Alla luce di tutti gli studi fin ora pubblicati, si evince che, per alcune specifiche condizioni patologiche, i probiotici trovano un reale rationale scientifico d’impiego mentre, per altre, non è stata ancora del tutto chiarita e validata l’efficacia terapeutica.

Per molti anni i ricercatori hanno consigliato l’utilizzo dei probiotici quasi esclusivamente per il trattamento delle gastroenteriti, limitandone l’impiego in altre condizioni patologiche, in virtù della ridotta conoscenza delle loro capacità funzionali e dei loro meccanismi d’azione.

Allo stato attuale, le nuove evidenze scientifiche hanno consentito di far luce su nuove potenziali capacità dei probiotici, ampliandone il campo di utilizzo.

Alcuni ceppi batterici hanno, infatti, dimostrato la capacità di aderire strettamente alla mucosa intestinale antagonizzando l’invasione di microorganismi patogeni non soltanto grazie ad un meccanismo di competizione territoriale ma grazie anche alla produzione di specifiche sostanze ad azione antibatterica e antifungina.

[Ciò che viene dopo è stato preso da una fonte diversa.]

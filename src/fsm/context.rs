//! Per-tick context threaded through every FSM handler.
//!
//! `FsmContext` is the single struct that state handlers read from and
//! write to.  It carries this tick's panel and motor captures, the safety
//! verdict, timing, the command and cue produced for the tick, and the
//! ride configuration.  The service fills the inputs, the engine runs the
//! handlers, and the outputs are read back once the tick is done.

use std::time::Duration;

use serde::{Deserialize, Serialize};

use crate::config::RideConfig;
use crate::safety::SafetyFault;

// ---------------------------------------------------------------------------
// Control panel capture (read-only to state handlers)
// ---------------------------------------------------------------------------

/// Operator inputs sampled once at the start of a tick.
#[derive(Debug, Clone, Copy, Default, PartialEq, Eq, Serialize, Deserialize)]
pub struct ControlPanelSnapshot {
    /// Dispatch button held.
    pub dispatch_requested: bool,
    /// Emergency-stop loop open.
    pub estop_asserted: bool,
    /// Operator key switch in the armed position.
    pub key_armed: bool,
    /// Restraint-check signal: every lap bar locked.
    pub restraints_locked: bool,
    /// Reset button held.
    pub reset_requested: bool,
    /// Cycle-stop button held.
    pub stop_requested: bool,
    /// Maintenance key switch on.  Inhibits arming.
    pub maintenance_mode: bool,
}

impl ControlPanelSnapshot {
    /// Snapshot substituted when the panel cannot be read: e-stop asserted,
    /// nothing else.
    pub const fn fail_safe() -> Self {
        Self {
            dispatch_requested: false,
            estop_asserted: true,
            key_armed: false,
            restraints_locked: false,
            reset_requested: false,
            stop_requested: false,
            maintenance_mode: false,
        }
    }

    /// Key armed and restraints locked, no buttons.
    pub const fn ready() -> Self {
        Self {
            dispatch_requested: false,
            estop_asserted: false,
            key_armed: true,
            restraints_locked: true,
            reset_requested: false,
            stop_requested: false,
            maintenance_mode: false,
        }
    }

    /// Whether the panel allows the ride to arm.
    pub fn arming_permitted(&self) -> bool {
        self.key_armed && self.restraints_locked && !self.maintenance_mode
    }
}

// ---------------------------------------------------------------------------
// Motor capture (read-only to state handlers)
// ---------------------------------------------------------------------------

/// Motor controller telemetry sampled once at the start of a tick.
/// Velocities are quadrature pulses per second (QPPS).
#[derive(Debug, Clone, Copy, PartialEq, Eq, Serialize, Deserialize)]
pub struct MotorStatus {
    /// Velocity most recently accepted by the controller.
    pub commanded_velocity: i32,
    /// Velocity reported by the encoder.
    pub measured_velocity: i32,
    /// Encoder count.
    pub position: i64,
    /// Controller-reported error code, if any.
    pub fault_code: Option<u32>,
    /// Telemetry arrived this tick.
    pub comm_alive: bool,
}

impl MotorStatus {
    /// A healthy, stationary motor.
    pub const fn stopped() -> Self {
        Self {
            commanded_velocity: 0,
            measured_velocity: 0,
            position: 0,
            fault_code: None,
            comm_alive: true,
        }
    }

    /// No telemetry arrived.  Measurements are zeroed and must not be
    /// trusted.
    pub const fn silent() -> Self {
        Self {
            comm_alive: false,
            ..Self::stopped()
        }
    }
}

impl Default for MotorStatus {
    fn default() -> Self {
        Self::silent()
    }
}

// ---------------------------------------------------------------------------
// Motor command (written by the engine from the state's command fn)
// ---------------------------------------------------------------------------

/// Motion profile requested from the motor controller.
#[derive(Debug, Clone, Copy, PartialEq, Eq, Hash, Serialize, Deserialize)]
#[serde(rename_all = "snake_case")]
pub enum Profile {
    /// Stationary, ride ready.
    Hold,
    /// Stop as hard as the controller allows.
    Halt,
    /// Dispatch acceleration out of the station.
    Launch,
    /// Steady running speed.
    Cruise,
    /// Controlled ramp down at end of cycle.
    Decelerate,
}

/// One tick's motor command.
#[derive(Debug, Clone, Copy, PartialEq, Eq, Serialize, Deserialize)]
pub struct RideCommand {
    pub profile: Profile,
    /// Target velocity (QPPS).
    pub velocity: i32,
    /// Acceleration toward the target (QPPS/s).  Zero means the
    /// controller's own stopping rate.
    pub acceleration: u32,
}

impl RideCommand {
    pub const fn hold() -> Self {
        Self {
            profile: Profile::Hold,
            velocity: 0,
            acceleration: 0,
        }
    }

    pub const fn halt() -> Self {
        Self {
            profile: Profile::Halt,
            velocity: 0,
            acceleration: 0,
        }
    }

    /// Whether the command requests motion.
    pub fn is_motion(&self) -> bool {
        self.velocity != 0
    }
}

impl Default for RideCommand {
    fn default() -> Self {
        Self::hold()
    }
}

// ---------------------------------------------------------------------------
// Theming cues
// ---------------------------------------------------------------------------

/// Trigger sent to the theming controller.
#[derive(Debug, Clone, Copy, PartialEq, Eq, Hash, Serialize, Deserialize)]
#[serde(tag = "cue", content = "id", rename_all = "snake_case")]
pub enum Cue {
    /// Ride armed and waiting for dispatch.
    Ready,
    /// Dispatch started.
    ShowStart,
    /// Train at running speed.
    RideRunning,
    /// Normal end of cycle.
    ShowStop,
    /// Emergency stop or fault.
    ShowAbort,
    /// Configured cue at an offset into the run.
    Timed(u8),
}

// ---------------------------------------------------------------------------
// FsmContext
// ---------------------------------------------------------------------------

/// The shared context passed to every state handler function.
pub struct FsmContext {
    // -- Timing --
    /// Monotonic time of the current tick.
    pub now: Duration,
    /// Time the current state was entered.
    pub state_entered_at: Duration,
    /// Time dispatch began, while a cycle is in progress.
    pub cycle_started_at: Option<Duration>,

    // -- Inputs --
    pub panel: ControlPanelSnapshot,
    /// Panel as captured on the previous tick.  Buttons act on the
    /// press, not the hold.
    pub prev_panel: ControlPanelSnapshot,
    pub motor: MotorStatus,
    /// Safety verdict for this tick.
    pub fault: SafetyFault,

    // -- Outputs --
    /// Motor command for this tick.
    pub command: RideCommand,
    /// Cue fired this tick.
    pub cue: Option<Cue>,
    /// Cue displaced by a transition cue; fires next tick.
    pub pending_cue: Option<Cue>,

    // -- Profile bookkeeping --
    /// Velocity commanded when Stopping was entered.
    pub stop_from_velocity: i32,
    /// Consecutive ticks within stop tolerance.
    pub settled_ticks: u32,
    /// Index of the next timed show cue.
    pub next_show_cue: usize,

    // -- Configuration --
    pub config: RideConfig,
}

impl FsmContext {
    /// Create a new context with the given configuration.
    pub fn new(config: RideConfig) -> Self {
        Self {
            now: Duration::ZERO,
            state_entered_at: Duration::ZERO,
            cycle_started_at: None,
            panel: ControlPanelSnapshot::default(),
            prev_panel: ControlPanelSnapshot::default(),
            motor: MotorStatus::stopped(),
            fault: SafetyFault::None,
            command: RideCommand::hold(),
            cue: None,
            pending_cue: None,
            stop_from_velocity: 0,
            settled_ticks: 0,
            next_show_cue: 0,
            config,
        }
    }

    /// Time spent in the current state as of this tick.
    pub fn elapsed_in_state(&self) -> Duration {
        self.now.saturating_sub(self.state_entered_at)
    }

    /// Milliseconds spent in the current state.
    pub fn ms_in_state(&self) -> u64 {
        self.elapsed_in_state().as_millis() as u64
    }

    /// Time since dispatch began, if a cycle is in progress.
    pub fn cycle_elapsed(&self) -> Option<Duration> {
        self.cycle_started_at.map(|t| self.now.saturating_sub(t))
    }

    /// Dispatch button went down this tick.
    pub fn dispatch_pressed(&self) -> bool {
        self.panel.dispatch_requested && !self.prev_panel.dispatch_requested
    }

    /// Reset button went down this tick.
    pub fn reset_pressed(&self) -> bool {
        self.panel.reset_requested && !self.prev_panel.reset_requested
    }

    /// Returns `true` if the safety monitor reported a fault this tick.
    pub fn has_fault(&self) -> bool {
        self.fault.is_some()
    }

    /// Fire a cue.  If one is already queued for this tick the new cue
    /// waits for the next tick.
    pub fn emit_cue(&mut self, cue: Cue) {
        if self.cue.is_none() {
            self.cue = Some(cue);
        } else {
            self.pending_cue = Some(cue);
        }
    }

    /// Fire a transition cue.  It always goes out this tick; a cue already
    /// queued moves to the next tick.
    pub fn emit_transition_cue(&mut self, cue: Cue) {
        if let Some(displaced) = self.cue.replace(cue) {
            self.pending_cue = Some(displaced);
        }
    }
}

In tal modo, essi sono capaci di correggere il dismicrobismo intestinale riscontrabile in diverse condizioni patologiche.

Altri ceppi batterici probiotici possiedono la capacità di modulare la risposta del nostro sistema immunitario influenzando direttamente il network citochinico.

Altri ancora, contribuiscono in maniera significativa al mantenimento del fisiologico pattern di permeabilità della mucosa intestinale.

Infine, risulta evidente il loro ruolo nei processi metabolici di proteine, glucidi e grassi oltre che nella sintesi di specifiche vitamine utili al buon funzionamento del nostro organismo.

In relazione ai sempre più crescenti dati della ricerca, la batterioterapia con specifici ceppi batterici probiotici di derivazione umana e adeguatamente selezionati può contribuire a ristabilire un adeguato ecosistema urogenitale femminile e maschile contribuendo a ridurre uno dei cofattori importanti responsabili di infertilità.